Dari sebuah kohort hampir 2.000 mantan pemain NFL, 25% yang percaya memiliki CTE melaporkan seringkali memikirkan untuk bunuh diri dibandingkan dengan 5% dari pemain yang tidak memiliki kepercayaan tersebut. Menerima diagnosis penyakit neurodegeneratif tidak dapat disembuhkan seperti Alzheimer, Parkinson, dan Huntington dikaitkan dengan risiko bunuh diri yang lebih tinggi.

Untuk meneliti apakah persepsi CTE menunjukkan hubungan yang sama dengan gejala keinginan bunuh diri, para peneliti menyurvei 1.980 mantan pemain sepak bola profesional. Analisis menunjukkan bahwa 34% pemain percaya mereka memiliki CTE. Peserta yang menyatakan kekhawatiran tentang CTE lebih mungkin melaporkan testosteron rendah, depresi, ketidakstabilan mood, rasa sakit, gejala kognitif, dan cedera kepala yang lebih banyak dilaporkan. Dalam analisis yang memperhitungkan pengaruh gejala depresi terhadap bunuh diri, mereka yang percaya memiliki CTE masih dua kali lebih mungkin melaporkan sering memikirkan bunuh diri atau melukai diri, bahkan jika mereka melaporkan tingkat depresi yang sama. Temuan ini menunjukkan bahwa beberapa keinginan bunuh diri mungkin berasal dari asumsi bahwa mantan pemain memiliki penyakit neurodegeneratif yang tidak dapat diobati daripada dari depresi.

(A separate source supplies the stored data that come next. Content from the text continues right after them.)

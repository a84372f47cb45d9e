//! CLI definitions using clap.

use std::path::PathBuf;
use std::sync::LazyLock;

use clap::{Args, Parser, Subcommand};
use clap_complete::Shell;

const WORKSPACE_LAYOUT: &str = "\
Recommended workspace layout:
  <workspace-root>/
  ├── go.work         # generated by `gosmith work`
  ├── app1/           # application
  ├── app2/           # application
  └── ext/            # libraries
      ├── lib1/
      └── lib2/

Examples:
  gosmith work --path ~/projects/myworkspace
  gosmith app myapp --path ~/projects
  gosmith lib mylib --no-git --no-code
  gosmith app myapp --no-main --no-git
  gosmith app myapp --module-prefix github.com/custom-prefix/";

static VERSION: LazyLock<String> = LazyLock::new(gosmith::util::version::long_version);

/// gosmith - scaffolding for Go modules and workspaces
#[derive(Parser)]
#[command(name = "gosmith")]
#[command(author, version = VERSION.as_str(), about, long_about = None, after_help = WORKSPACE_LAYOUT)]
pub struct Cli {
    /// Enable verbose output
    #[arg(short, long, global = true)]
    pub verbose: bool,

    /// Configuration file layered over the global and project config
    #[arg(long, global = true, env = "GOSMITH_CONFIG", value_name = "FILE")]
    pub config: Option<PathBuf>,

    #[command(subcommand)]
    pub command: Commands,
}

#[derive(Subcommand)]
pub enum Commands {
    /// Generate a Go workspace (go.work) from the modules below a folder
    Work(WorkArgs),

    /// Create a new Go application
    App(AppArgs),

    /// Create a new Go library
    Lib(ModuleArgs),

    /// Check that go, git and the editor can be found
    Doctor(DoctorArgs),

    /// Generate shell completions
    Completions(CompletionsArgs),
}

#[derive(Args)]
pub struct WorkArgs {
    /// Workspace root (defaults to current directory)
    #[arg(long)]
    pub path: Option<PathBuf>,

    /// Skip Git repository initialization
    #[arg(long)]
    pub no_git: bool,

    /// Skip creation and execution of the open_vscode file
    #[arg(long)]
    pub no_code: bool,
}

#[derive(Args)]
pub struct ModuleArgs {
    /// Module name (also the folder name)
    pub name: String,

    /// Folder to create the module in (defaults to current directory)
    #[arg(long)]
    pub path: Option<PathBuf>,

    /// Module prefix, a shortcut (`vas`, `slb`, or from config) or `none`
    #[arg(long, value_name = "PREFIX")]
    pub module_prefix: Option<String>,

    /// Skip Git repository initialization
    #[arg(long)]
    pub no_git: bool,

    /// Skip creation and execution of the open_vscode file
    #[arg(long)]
    pub no_code: bool,
}

#[derive(Args)]
pub struct AppArgs {
    #[command(flatten)]
    pub module: ModuleArgs,

    /// Skip creation of main.go
    #[arg(long)]
    pub no_main: bool,
}

#[derive(Args)]
pub struct DoctorArgs {
    /// Folder whose project config to use (defaults to current directory)
    #[arg(long)]
    pub path: Option<PathBuf>,
}

#[derive(Args)]
pub struct CompletionsArgs {
    /// Shell to generate completions for
    #[arg(value_enum)]
    pub shell: Shell,
}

Penelitian sebelumnya bahkan lebih mengejutkan. Seperti yang disebutkan oleh kontributor Forbes Brian Castrucci baru-baru ini, sebuah studi lain menunjukkan bahwa “mengagetkan 91,7% mantan pemain NFL yang diteliti oleh Pusat CTE Universitas Boston memiliki ensefalopati traumatik kronis, suatu kondisi otak yang secara langsung terkait dengan pukulan kepala berulang. Hingga saat ini, NFL telah membayar lebih dari $1,2 miliar dalam penyelesaian kepada pemain yang menderita penyakit otak terkait, tetapi itu tidak menghentikan pukulan – atau taruhannya.”

Olahraga, gegar otak, dan kondisi terkait, CTE, Alzheimer, Parkinson

getty

Dalam studi JAMA yang baru, para penulis menyatakan implikasi yang mengkhawatirkan: “Studi ini menunjukkan bahwa 1 dari 8 mantan pemain profesional ASF (12,0%) mengalami keinginan bunuh diri, yang sebagian besar disebabkan oleh pria dengan CTE yang dirasakan. Setelah disesuaikan untuk faktor risiko bunuh diri yang mapan, termasuk gejala depresi, kecemasan, dan diskontrol emosional, CTE yang dirasakan tetap menjadi faktor penentu independen dari peningkatan risiko bunuh diri pada mantan pemain.”

Para peneliti merekomendasikan untuk mengidentifikasi dan mengobati kondisi apa pun yang menyebabkan gejala neurokognitif serupa guna mengurangi kemungkinan para pemain secara prematur mengaitkan gejala dengan CTE, yang dapat mengakibatkan keputusasaan dan pemikiran untuk melukai diri. Sementara kekhawatiran tentang CTE adalah sah, pengobatan kondisi-kondisi komorbid mungkin dapat mengurangi gejala dan meningkatkan suasana hati secara keseluruhan.

“Salah satu pelajaran penting dari studi ini adalah bahwa banyak kondisi umum bagi mantan pemain NFL seperti gangguan tidur, testosteron rendah, tekanan darah tinggi, dan rasa sakit kronis dapat menyebabkan masalah dengan berpikir, mengingat, dan berkonsentrasi,” kata penulis pertama Rachel Grashow, Ph.D., M.S., dari Harvard T. H. Chan School of Public Health. “Sementara kita menunggu kemajuan dalam penelitian CTE untuk lebih baik menangani pengalaman pemain yang masih hidup, penting untuk kita mengidentifikasi kondisi yang dapat diobati. Upaya ini dapat mengurangi kemungkinan para pemain secara prematur mengaitkan gejala dengan CTE yang mungkin mengarah ke keputusasaan dan pikiran untuk melukai diri.”